Given records: Begin
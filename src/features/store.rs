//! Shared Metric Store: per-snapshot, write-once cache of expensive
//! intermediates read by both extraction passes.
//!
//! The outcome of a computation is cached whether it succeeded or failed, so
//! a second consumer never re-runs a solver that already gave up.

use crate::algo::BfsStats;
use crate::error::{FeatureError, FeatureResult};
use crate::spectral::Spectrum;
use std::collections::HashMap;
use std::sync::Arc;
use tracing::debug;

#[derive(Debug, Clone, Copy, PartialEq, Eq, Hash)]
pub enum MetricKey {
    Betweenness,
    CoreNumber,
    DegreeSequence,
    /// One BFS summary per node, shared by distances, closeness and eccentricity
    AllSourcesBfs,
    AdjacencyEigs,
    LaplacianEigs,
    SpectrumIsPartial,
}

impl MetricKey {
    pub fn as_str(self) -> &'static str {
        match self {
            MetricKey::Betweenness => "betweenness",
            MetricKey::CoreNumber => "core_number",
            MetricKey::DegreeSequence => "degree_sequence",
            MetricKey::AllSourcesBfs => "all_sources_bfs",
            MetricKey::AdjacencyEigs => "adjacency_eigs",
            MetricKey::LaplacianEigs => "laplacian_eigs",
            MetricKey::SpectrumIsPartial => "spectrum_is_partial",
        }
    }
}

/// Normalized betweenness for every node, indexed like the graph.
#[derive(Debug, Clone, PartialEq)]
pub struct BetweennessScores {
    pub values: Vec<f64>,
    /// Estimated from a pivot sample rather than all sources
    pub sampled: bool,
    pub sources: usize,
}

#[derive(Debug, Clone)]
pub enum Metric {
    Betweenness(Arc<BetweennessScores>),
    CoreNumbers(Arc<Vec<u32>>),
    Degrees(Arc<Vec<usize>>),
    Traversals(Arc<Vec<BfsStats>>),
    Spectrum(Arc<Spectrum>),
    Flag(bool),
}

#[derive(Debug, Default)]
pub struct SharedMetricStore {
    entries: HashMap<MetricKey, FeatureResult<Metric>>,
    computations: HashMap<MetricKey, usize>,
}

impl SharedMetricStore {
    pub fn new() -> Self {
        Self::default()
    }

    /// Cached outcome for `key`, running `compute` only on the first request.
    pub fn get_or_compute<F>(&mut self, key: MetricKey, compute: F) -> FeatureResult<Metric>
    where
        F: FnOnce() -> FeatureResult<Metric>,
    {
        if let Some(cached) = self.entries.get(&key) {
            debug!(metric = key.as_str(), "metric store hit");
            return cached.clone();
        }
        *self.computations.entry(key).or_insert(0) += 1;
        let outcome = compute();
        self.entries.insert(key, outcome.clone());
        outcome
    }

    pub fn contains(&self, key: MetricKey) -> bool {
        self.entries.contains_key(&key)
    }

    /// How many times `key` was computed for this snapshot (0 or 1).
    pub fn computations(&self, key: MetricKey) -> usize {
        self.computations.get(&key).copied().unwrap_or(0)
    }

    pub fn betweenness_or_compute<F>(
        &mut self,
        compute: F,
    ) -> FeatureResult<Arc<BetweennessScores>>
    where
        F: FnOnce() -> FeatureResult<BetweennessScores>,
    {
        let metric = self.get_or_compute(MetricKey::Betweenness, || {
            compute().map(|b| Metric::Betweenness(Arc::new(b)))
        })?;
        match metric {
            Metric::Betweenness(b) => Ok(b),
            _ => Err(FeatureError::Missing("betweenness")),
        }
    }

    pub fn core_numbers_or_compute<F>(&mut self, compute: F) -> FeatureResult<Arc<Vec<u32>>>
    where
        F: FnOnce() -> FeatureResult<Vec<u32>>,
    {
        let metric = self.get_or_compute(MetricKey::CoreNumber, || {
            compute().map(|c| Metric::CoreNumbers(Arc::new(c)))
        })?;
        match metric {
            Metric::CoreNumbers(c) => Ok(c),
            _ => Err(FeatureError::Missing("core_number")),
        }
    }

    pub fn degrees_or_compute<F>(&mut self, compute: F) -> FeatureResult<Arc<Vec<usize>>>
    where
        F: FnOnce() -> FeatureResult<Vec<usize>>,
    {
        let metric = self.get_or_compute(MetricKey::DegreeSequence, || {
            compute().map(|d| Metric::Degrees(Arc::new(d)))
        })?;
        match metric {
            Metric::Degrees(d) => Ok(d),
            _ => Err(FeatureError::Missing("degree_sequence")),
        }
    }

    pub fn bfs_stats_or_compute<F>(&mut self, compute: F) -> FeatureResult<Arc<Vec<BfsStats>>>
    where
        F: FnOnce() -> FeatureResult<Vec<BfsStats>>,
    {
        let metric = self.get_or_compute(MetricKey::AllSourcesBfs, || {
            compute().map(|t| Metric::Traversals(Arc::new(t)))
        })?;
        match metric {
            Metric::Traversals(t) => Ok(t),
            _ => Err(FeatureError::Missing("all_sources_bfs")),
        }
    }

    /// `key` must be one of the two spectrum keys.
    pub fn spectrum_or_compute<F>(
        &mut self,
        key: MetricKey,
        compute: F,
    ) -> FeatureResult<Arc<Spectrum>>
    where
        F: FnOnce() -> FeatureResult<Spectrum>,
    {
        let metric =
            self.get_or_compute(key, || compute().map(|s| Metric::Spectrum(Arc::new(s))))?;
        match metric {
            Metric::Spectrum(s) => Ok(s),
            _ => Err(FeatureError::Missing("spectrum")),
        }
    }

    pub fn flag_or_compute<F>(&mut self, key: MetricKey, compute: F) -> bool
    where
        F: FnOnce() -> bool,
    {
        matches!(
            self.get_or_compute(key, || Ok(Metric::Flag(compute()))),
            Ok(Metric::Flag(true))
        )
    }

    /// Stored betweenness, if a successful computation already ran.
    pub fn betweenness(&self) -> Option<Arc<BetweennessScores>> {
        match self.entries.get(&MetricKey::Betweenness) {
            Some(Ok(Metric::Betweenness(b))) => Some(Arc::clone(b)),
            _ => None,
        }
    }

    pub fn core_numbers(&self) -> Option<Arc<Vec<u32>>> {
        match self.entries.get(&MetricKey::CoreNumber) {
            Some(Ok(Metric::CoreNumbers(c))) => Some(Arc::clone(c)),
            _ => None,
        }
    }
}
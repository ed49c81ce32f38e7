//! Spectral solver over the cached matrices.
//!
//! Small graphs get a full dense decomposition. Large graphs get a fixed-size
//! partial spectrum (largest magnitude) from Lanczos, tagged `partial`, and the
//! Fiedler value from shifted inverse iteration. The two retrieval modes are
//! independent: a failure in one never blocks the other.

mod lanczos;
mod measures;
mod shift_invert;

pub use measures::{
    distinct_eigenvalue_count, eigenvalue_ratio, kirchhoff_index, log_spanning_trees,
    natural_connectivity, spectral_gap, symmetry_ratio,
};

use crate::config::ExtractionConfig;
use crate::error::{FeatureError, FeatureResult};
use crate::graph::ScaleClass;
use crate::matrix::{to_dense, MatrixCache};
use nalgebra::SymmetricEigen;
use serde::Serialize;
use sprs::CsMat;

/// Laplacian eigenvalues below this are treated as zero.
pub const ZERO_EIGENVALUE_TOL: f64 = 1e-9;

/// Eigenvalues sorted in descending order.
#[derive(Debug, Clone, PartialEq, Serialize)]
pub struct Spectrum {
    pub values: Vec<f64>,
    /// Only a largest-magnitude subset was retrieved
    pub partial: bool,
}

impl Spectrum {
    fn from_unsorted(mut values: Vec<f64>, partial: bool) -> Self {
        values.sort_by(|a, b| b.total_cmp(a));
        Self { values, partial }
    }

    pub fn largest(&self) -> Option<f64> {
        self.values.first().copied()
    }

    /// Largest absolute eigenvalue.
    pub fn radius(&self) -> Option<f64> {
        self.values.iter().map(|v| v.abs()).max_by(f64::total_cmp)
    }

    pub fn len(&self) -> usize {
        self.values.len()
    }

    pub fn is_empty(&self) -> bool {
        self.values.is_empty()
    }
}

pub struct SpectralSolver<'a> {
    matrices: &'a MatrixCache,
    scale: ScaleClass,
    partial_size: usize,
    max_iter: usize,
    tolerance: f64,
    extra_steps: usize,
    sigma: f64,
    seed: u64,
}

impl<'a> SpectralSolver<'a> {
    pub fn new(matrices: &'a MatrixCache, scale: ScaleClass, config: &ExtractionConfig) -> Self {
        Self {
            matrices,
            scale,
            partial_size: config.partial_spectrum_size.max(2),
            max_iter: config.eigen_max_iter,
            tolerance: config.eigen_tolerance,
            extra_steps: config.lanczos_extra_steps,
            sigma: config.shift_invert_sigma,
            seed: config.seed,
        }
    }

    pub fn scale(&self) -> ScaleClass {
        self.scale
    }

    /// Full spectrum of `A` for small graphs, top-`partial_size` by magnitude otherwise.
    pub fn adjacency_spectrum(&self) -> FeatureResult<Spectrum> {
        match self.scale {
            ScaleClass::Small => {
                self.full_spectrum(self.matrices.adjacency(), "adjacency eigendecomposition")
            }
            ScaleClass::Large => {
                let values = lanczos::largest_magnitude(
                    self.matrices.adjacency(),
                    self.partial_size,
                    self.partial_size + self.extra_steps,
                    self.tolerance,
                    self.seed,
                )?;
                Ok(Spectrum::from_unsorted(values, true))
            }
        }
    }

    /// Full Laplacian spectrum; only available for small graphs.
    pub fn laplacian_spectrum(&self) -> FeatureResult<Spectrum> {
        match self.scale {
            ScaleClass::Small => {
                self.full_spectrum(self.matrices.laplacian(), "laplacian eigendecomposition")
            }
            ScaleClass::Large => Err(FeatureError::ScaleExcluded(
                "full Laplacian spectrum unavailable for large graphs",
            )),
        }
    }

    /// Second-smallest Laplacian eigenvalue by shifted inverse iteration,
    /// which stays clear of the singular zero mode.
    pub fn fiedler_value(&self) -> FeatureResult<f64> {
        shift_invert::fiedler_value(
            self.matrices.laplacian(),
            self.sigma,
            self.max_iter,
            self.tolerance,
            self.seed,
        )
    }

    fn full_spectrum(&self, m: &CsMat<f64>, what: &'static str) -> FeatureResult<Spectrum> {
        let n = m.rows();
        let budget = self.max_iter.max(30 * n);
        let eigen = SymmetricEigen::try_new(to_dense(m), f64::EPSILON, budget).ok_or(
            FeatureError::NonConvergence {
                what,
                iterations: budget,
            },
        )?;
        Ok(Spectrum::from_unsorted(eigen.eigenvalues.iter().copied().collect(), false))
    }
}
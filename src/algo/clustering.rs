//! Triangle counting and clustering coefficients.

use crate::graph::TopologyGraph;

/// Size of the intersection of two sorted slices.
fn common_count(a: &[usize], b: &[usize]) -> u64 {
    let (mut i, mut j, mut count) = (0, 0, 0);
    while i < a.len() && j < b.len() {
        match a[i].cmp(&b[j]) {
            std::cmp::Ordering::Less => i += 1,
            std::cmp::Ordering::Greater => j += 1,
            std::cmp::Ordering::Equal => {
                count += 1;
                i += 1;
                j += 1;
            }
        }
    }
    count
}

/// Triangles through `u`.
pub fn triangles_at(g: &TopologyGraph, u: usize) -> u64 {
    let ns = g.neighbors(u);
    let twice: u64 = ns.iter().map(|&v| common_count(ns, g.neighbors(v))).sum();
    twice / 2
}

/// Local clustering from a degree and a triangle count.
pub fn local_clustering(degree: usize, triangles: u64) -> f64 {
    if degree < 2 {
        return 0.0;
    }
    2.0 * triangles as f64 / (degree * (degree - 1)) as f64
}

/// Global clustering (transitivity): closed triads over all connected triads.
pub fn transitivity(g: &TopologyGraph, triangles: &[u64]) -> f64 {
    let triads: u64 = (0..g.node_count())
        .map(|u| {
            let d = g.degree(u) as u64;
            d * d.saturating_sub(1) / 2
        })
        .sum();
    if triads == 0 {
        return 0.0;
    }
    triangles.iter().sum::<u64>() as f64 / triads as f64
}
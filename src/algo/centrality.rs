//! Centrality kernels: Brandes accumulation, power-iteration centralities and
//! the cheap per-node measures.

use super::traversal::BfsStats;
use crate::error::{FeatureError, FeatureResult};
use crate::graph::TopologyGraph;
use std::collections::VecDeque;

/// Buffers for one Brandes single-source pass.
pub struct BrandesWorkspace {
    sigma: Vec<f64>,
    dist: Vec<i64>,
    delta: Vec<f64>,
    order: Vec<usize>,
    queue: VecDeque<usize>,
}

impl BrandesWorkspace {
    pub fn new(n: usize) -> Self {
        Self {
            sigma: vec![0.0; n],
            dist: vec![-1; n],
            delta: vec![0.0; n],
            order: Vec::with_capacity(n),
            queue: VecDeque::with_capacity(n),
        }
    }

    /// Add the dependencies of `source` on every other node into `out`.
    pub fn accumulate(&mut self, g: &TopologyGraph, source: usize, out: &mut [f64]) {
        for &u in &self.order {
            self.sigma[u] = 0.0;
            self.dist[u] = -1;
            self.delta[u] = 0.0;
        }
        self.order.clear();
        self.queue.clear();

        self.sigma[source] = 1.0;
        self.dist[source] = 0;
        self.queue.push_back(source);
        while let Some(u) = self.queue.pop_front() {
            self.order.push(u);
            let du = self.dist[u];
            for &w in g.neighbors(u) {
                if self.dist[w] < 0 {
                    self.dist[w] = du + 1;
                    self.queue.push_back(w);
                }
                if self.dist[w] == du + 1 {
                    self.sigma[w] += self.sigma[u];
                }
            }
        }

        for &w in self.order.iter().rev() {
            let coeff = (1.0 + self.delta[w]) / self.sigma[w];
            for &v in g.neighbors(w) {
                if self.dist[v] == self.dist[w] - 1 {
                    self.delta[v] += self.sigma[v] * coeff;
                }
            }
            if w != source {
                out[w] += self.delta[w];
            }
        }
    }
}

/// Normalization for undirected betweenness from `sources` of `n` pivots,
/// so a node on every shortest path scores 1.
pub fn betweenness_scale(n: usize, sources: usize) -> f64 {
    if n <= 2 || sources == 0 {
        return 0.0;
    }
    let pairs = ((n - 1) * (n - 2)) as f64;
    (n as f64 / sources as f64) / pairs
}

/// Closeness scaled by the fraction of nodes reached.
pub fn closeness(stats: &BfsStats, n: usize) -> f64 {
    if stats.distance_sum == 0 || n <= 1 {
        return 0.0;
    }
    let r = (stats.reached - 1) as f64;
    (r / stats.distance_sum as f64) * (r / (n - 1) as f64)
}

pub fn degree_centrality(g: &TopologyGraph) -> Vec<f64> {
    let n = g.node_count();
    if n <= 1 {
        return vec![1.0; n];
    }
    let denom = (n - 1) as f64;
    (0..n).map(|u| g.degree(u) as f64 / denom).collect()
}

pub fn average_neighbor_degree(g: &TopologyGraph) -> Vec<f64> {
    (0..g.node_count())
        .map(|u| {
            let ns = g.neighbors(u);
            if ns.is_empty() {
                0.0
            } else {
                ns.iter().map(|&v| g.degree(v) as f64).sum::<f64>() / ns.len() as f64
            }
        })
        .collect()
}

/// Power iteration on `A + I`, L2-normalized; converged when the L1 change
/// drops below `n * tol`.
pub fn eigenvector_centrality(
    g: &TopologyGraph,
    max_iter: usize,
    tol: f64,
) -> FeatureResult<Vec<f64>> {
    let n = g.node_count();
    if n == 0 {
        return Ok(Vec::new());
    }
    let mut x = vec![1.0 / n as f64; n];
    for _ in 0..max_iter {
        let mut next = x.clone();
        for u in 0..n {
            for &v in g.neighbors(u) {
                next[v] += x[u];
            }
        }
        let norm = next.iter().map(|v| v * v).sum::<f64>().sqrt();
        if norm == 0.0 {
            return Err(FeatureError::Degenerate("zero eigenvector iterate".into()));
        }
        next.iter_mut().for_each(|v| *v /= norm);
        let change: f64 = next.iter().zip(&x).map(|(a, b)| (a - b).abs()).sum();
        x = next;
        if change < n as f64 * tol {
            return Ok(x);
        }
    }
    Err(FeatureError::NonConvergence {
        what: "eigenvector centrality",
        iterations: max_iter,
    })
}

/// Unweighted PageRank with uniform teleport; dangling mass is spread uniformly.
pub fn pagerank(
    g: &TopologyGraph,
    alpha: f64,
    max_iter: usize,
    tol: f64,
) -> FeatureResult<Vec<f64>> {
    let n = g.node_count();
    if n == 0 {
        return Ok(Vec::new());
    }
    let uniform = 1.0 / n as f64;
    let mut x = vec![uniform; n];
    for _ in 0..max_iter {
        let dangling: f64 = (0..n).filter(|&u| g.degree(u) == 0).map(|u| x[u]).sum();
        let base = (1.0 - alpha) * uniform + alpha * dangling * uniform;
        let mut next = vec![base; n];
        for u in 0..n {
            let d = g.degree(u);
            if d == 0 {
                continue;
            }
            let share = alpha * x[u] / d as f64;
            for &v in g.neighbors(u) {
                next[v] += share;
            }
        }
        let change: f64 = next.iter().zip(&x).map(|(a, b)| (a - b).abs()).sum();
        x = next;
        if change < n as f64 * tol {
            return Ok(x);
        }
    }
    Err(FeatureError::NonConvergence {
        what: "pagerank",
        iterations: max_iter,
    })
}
Given records: End
### What to work on
If a line of the entries above holds "next", count it, then report the total alone.

### Answer to this exercise
10